My dissatisfaction with Facebook and so many other contemporary social networks, however, stems not only from their use of personal data but from major changes in the way we view the world, we measure our worth, interact with other users and connect with people.
For example, I've been using Twitter for almost 10 years - it's possibly the social network I've used the most in my whole life. I remember...
And it is with great sadness that I note that this no longer corresponds to the current reality.
I even feel melancholy when revisiting these memories because, when I was younger, I believed that these products were developed for the benefit of the users. I would get outraged when they would introduce new features that I had never asked for, and I was really vocal when unsatisfied. "This social network only successfully exists because of us," I thought. "They need us to survive, so they need to hear us, right?"
Like I said, I've been using Twitter for almost ten years. I keep coming back, in spite of everything. Because...
Instagram, Facebook, Twitter, Whatsapp, LinkedIn: these products have already established themselves as references in our daily lives. We need to be seen. We need to be remembered. So, in the end, it is not they who need us - all of this, little by little, has become essential in our eyes.

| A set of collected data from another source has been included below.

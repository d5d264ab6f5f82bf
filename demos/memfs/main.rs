use std::sync::Arc;

use latentfs::dispatch::factory::DispatcherFactory;
use latentfs::dispatch::MountAccess;
use latentfs::tcp::{NfsTcp, NfsTcpListener};

/// The static tree the server exports
mod fs;

/// Port number on which the NFS server will listen
const HOSTPORT: u32 = 11111;

/// Serves a small read-only in-memory tree over loopback NFS.
#[tokio::main]
async fn main() {
    tracing_subscriber::fmt()
        .with_max_level(tracing::Level::DEBUG)
        .with_writer(std::io::stderr)
        .init();

    println!("Starting NFS server on 0.0.0.0:{HOSTPORT}");
    println!("You can mount it with: sudo mount -o proto=tcp,port={HOSTPORT},mountport={HOSTPORT},nolock,addr=127.0.0.1 127.0.0.1:/ /mnt/memfs");

    let dispatcher =
        DispatcherFactory::make_nfs_dispatcher(Arc::new(fs::DemoStore), MountAccess::ReadOnly);
    let listener = NfsTcpListener::bind(&format!("0.0.0.0:{HOSTPORT}"), dispatcher)
        .await
        .unwrap();
    listener.handle_forever().await.unwrap();
}
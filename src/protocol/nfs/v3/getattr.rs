//! GETATTR procedure (RFC 1813 section 3.3.1).

use std::io::{Read, Write};

use tracing::debug;

use super::{resolve_fh, status_of, to_fattr3};
use crate::dispatch::VfsDispatcher;
use crate::protocol::rpc;
use crate::protocol::xdr::{self, deserialize, nfs3, Serialize};

pub async fn nfsproc3_getattr(
    xid: u32,
    input: &mut impl Read,
    output: &mut impl Write,
    context: &rpc::Context,
) -> Result<(), anyhow::Error> {
    let handle = deserialize::<nfs3::nfs_fh3>(input)?;
    debug!(xid, ?handle, "nfsproc3_getattr");

    let id = match resolve_fh(context, &handle) {
        Ok(id) => id,
        Err(stat) => {
            xdr::rpc::success_reply(xid).serialize(output)?;
            stat.serialize(output)?;
            return Ok(());
        }
    };

    match context.dispatcher.getattr(id).await {
        Ok(attr) => {
            xdr::rpc::success_reply(xid).serialize(output)?;
            nfs3::nfsstat3::NFS3_OK.serialize(output)?;
            to_fattr3(&attr).serialize(output)?;
        }
        Err(err) => {
            debug!(xid, %id, %err, "getattr failed");
            xdr::rpc::success_reply(xid).serialize(output)?;
            status_of(&err).serialize(output)?;
        }
    }
    Ok(())
}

So we accept to be measured and judged by metrics. We feel anxious about this, but there are still benefits, right? That funny joke, that unmissable controversy, that connection with that third-degree cousin we played with once in childhood and we'll probably never have a conversation again, but if we have to, it's within our reach. We allow them to choose what is most relevant to us. And even though it has frightening consequences...
In the age of online relationships that social media companies claim to facilitate in a positive way, this feels like unacceptable.— Caryn Vainio (@Hellchick) December 18, 2017
... we let this pass. And, as we spend more time entertained in these mini worlds, we lose the connection with a more diverse universe.
To say that this is a barrier for me as an Outreachy intern is an understatement.
Choosing not to be part of these social networks means, to some degree, experiencing social isolation. Rather than being accessible through more universal media such as telephone or e-mail, people prioritize their attention to closed platforms. To reach them, you need to play by the rules of these commercial networks - and often, they will be invasive.
New Facebook functionality to confirm users' identities. No selfie for them? No account for you.
And even if you compromise, there is no guarantee that you will have access to that audience. Organic reach is declining. You need to build a reputation, create a unique way to talk to the public, an incredible visual identity. Reaching a large number of people with scalable strategies consumes an unbelievable amount of time and energy, and there is little room for improvisation.
So this constant search for ways to reach people to do my job made me once again question many of my choices and opinions. Am I exaggerating all of this? Am I worrying about the wrong things? On one hand, this widespread reliance on commercial social networks makes me feel my existence slowly fade away every time I refuse to be a part of it, and it scares me. On the other hand, to what extent is it acceptable to ignore my discomfort for a social status that is increasingly difficult to achieve and which requires extensive maintenance?